GÈNES DE PRÉDISPOSITION AUX CANCERS ET RISQUE DE CANCERS



Généralités


Le cancer est une pathologie fréquente retrouvée dans toutes les familles. On décrit, depuis déjà de nombreuses années, des formes familiales de cancer dans lesquelles on retrouve un nombre particulièrement élevé d’individus ayant été atteints d’un ou plusieurs cancers. Broca, au XIXe siècle, avait rapporté dans l’un de ses ouvrages une généalogie qui comprenait vingtquatre femmes sur cinq générations, dix décès par cancer du sein et quatre autres par cancer du foie.
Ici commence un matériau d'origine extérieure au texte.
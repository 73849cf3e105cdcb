//! Operands and results of an expression.

use std::fmt;

use chrono::{DateTime, FixedOffset};
use serde::{Serialize, Serializer};

use crate::unit::Unit;

/// Fractional digits a magnitude keeps.
const SCALE_DIGITS: usize = 9;
const SCALE: i128 = 1_000_000_000;

/// An exact signed decimal such as `10`, `-3` or `1.5`, held in billionths.
#[derive(Debug, Clone, Copy, PartialEq, Eq, PartialOrd, Ord, Hash)]
pub struct Magnitude(i128);

impl Magnitude {
    pub const ONE: Magnitude = Magnitude(SCALE);

    pub fn whole(n: i64) -> Self {
        Magnitude(i128::from(n) * SCALE)
    }

    /// Parse an optional sign, digits, and an optional fraction of at most
    /// nine digits.
    pub fn parse(s: &str) -> Option<Self> {
        let (negative, digits) = match s.strip_prefix('-') {
            Some(rest) => (true, rest),
            None => (false, s.strip_prefix('+').unwrap_or(s)),
        };
        let (whole, fraction) = match digits.split_once('.') {
            Some((whole, fraction)) => (whole, Some(fraction)),
            None => (digits, None),
        };

        let is_digits = |part: &str| !part.is_empty() && part.bytes().all(|b| b.is_ascii_digit());
        if !is_digits(whole)
            || fraction.is_some_and(|f| !is_digits(f) || f.len() > SCALE_DIGITS)
        {
            return None;
        }

        let fraction = fraction.unwrap_or_default();
        let scaled: i128 = format!("{whole}{fraction:0<SCALE_DIGITS$}").parse().ok()?;
        Some(Magnitude(if negative { -scaled } else { scaled }))
    }

    pub fn checked_add(self, other: Magnitude) -> Option<Magnitude> {
        self.0.checked_add(other.0).map(Magnitude)
    }

    pub fn checked_neg(self) -> Option<Magnitude> {
        self.0.checked_neg().map(Magnitude)
    }

    /// `self * factor` rounded half away from zero, if it fits an `i64`.
    pub fn round_times(self, factor: i64) -> Option<i64> {
        let product = self.0.checked_mul(i128::from(factor))?;
        let (quotient, remainder) = (product / SCALE, product % SCALE);
        let rounded = if remainder.abs() * 2 >= SCALE {
            quotient + product.signum()
        } else {
            quotient
        };
        i64::try_from(rounded).ok()
    }
}

impl fmt::Display for Magnitude {
    fn fmt(&self, f: &mut fmt::Formatter<'_>) -> fmt::Result {
        let sign = if self.0 < 0 { "-" } else { "" };
        let abs = self.0.unsigned_abs();
        let (whole, fraction) = (abs / SCALE as u128, abs % SCALE as u128);
        if fraction == 0 {
            return write!(f, "{sign}{whole}");
        }
        let fraction = format!("{fraction:0SCALE_DIGITS$}");
        write!(f, "{sign}{whole}.{}", fraction.trim_end_matches('0'))
    }
}

/// Serialized as a decimal string so no precision is lost.
impl Serialize for Magnitude {
    fn serialize<S: Serializer>(&self, serializer: S) -> Result<S::Ok, S::Error> {
        serializer.collect_str(self)
    }
}

/// A signed magnitude in a canonical unit, e.g. `10days` or `-1.5h`.
#[derive(Debug, Clone, Copy, PartialEq, Eq, Serialize)]
pub struct Duration {
    pub magnitude: Magnitude,
    pub unit: Unit,
}

impl Duration {
    pub fn new(magnitude: Magnitude, unit: Unit) -> Self {
        Duration { magnitude, unit }
    }
}

impl fmt::Display for Duration {
    fn fmt(&self, f: &mut fmt::Formatter<'_>) -> fmt::Result {
        write!(f, "{}{}", self.magnitude, self.unit)
    }
}

/// A classified expression token that carries a value.
#[derive(Debug, Clone, PartialEq)]
pub enum Operand {
    Instant(DateTime<FixedOffset>),
    Duration(Duration),
}

/// The accumulator of a reduction and the final result.
#[derive(Debug, Clone, PartialEq, Serialize)]
#[serde(tag = "kind", content = "value", rename_all = "lowercase")]
pub enum Value {
    Instant(DateTime<FixedOffset>),
    Duration(Duration),
    Boolean(bool),
    Number(i64),
}

impl Value {
    /// Short name of the variant, used in error messages.
    pub fn kind(&self) -> &'static str {
        match self {
            Value::Instant(_) => "a date",
            Value::Duration(_) => "a duration",
            Value::Boolean(_) => "a boolean",
            Value::Number(_) => "a number",
        }
    }
}

impl From<Operand> for Value {
    fn from(operand: Operand) -> Self {
        match operand {
            Operand::Instant(dt) => Value::Instant(dt),
            Operand::Duration(d) => Value::Duration(d),
        }
    }
}

impl fmt::Display for Value {
    fn fmt(&self, f: &mut fmt::Formatter<'_>) -> fmt::Result {
        match self {
            Value::Instant(dt) => write!(f, "{}", dt.format("%Y-%m-%dT%H:%M:%S%:z")),
            Value::Duration(d) => write!(f, "{d}"),
            Value::Boolean(b) => write!(f, "{b}"),
            Value::Number(n) => write!(f, "{n}"),
        }
    }
}

#[cfg(test)]
mod tests {
    use super::*;
    use chrono::TimeZone;

    fn magnitude(s: &str) -> Magnitude {
        Magnitude::parse(s).unwrap()
    }

    #[test]
    fn test_duration_display_uses_canonical_unit() {
        assert_eq!(Duration::new(Magnitude::whole(10), Unit::Days).to_string(), "10days");
        assert_eq!(Duration::new(magnitude("-1.5"), Unit::Hours).to_string(), "-1.5hours");
    }

    #[test]
    fn test_magnitude_parse_and_display() {
        assert_eq!(magnitude("10").to_string(), "10");
        assert_eq!(magnitude("+2").to_string(), "2");
        assert_eq!(magnitude("-0.25").to_string(), "-0.25");
        assert_eq!(magnitude("0.000000001").to_string(), "0.000000001");
        assert_eq!(magnitude("007.50").to_string(), "7.5");
        assert_eq!(magnitude("-0"), Magnitude::whole(0));
    }

    #[test]
    fn test_magnitude_rejects_malformed() {
        for s in ["", "-", "1.", ".5", "1.2.3", "1e3", "0.0000000001", "--1"] {
            assert_eq!(Magnitude::parse(s), None, "accepted '{s}'");
        }
    }

    #[test]
    fn test_magnitude_addition_is_exact() {
        let sum = magnitude("0.1").checked_add(magnitude("0.2")).unwrap();
        assert_eq!(sum, magnitude("0.3"));
        assert_eq!(sum.to_string(), "0.3");
    }

    #[test]
    fn test_magnitude_rounds_half_away_from_zero() {
        assert_eq!(magnitude("0.5").round_times(1), Some(1));
        assert_eq!(magnitude("-0.5").round_times(1), Some(-1));
        assert_eq!(magnitude("2.4999").round_times(1), Some(2));
        assert_eq!(magnitude("1.5").round_times(12), Some(18));
        assert_eq!(magnitude("0.0015").round_times(1_000), Some(2));
        assert_eq!(Magnitude::whole(i64::MAX).round_times(12), None);
    }

    #[test]
    fn test_duration_serializes_magnitude_as_decimal_string() {
        let json = serde_json::to_value(Duration::new(magnitude("0.3"), Unit::Hours)).unwrap();
        assert_eq!(json["magnitude"], "0.3");
        assert_eq!(json["unit"], "hours");
    }

    #[test]
    fn test_instant_display_is_iso_with_offset() {
        let dt = FixedOffset::east_opt(3600)
            .unwrap()
            .with_ymd_and_hms(2024, 1, 11, 0, 0, 0)
            .unwrap();
        assert_eq!(Value::Instant(dt).to_string(), "2024-01-11T00:00:00+01:00");
    }

    #[test]
    fn test_value_serializes_with_kind_tag() {
        let json = serde_json::to_value(Value::Number(10)).unwrap();
        assert_eq!(json["kind"], "number");
        assert_eq!(json["value"], 10);
    }
}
De même, Warthin décrit, dès 1913, des formes familiales de cancers du côlon à partir de l’histoire familiale de sa femme de ménage (Marra et Boland, 1995). Au cours des vingt dernières années, les connaissances médicales sur les prédispositions génétiques aux cancers se sont considérablement accrues, d’abord par une meilleure approche épidémiologique des formes familiales de cancer, puis par la découverte d’un certain nombre de gènes responsables. Le tableau 4-1 reprend une trentaine de syndromes de prédisposition génétique identifiés en 2007. Une prédisposition donnée est associée à une ou plusieurs localisation(s) tumorale(s) – «spectre tumoral».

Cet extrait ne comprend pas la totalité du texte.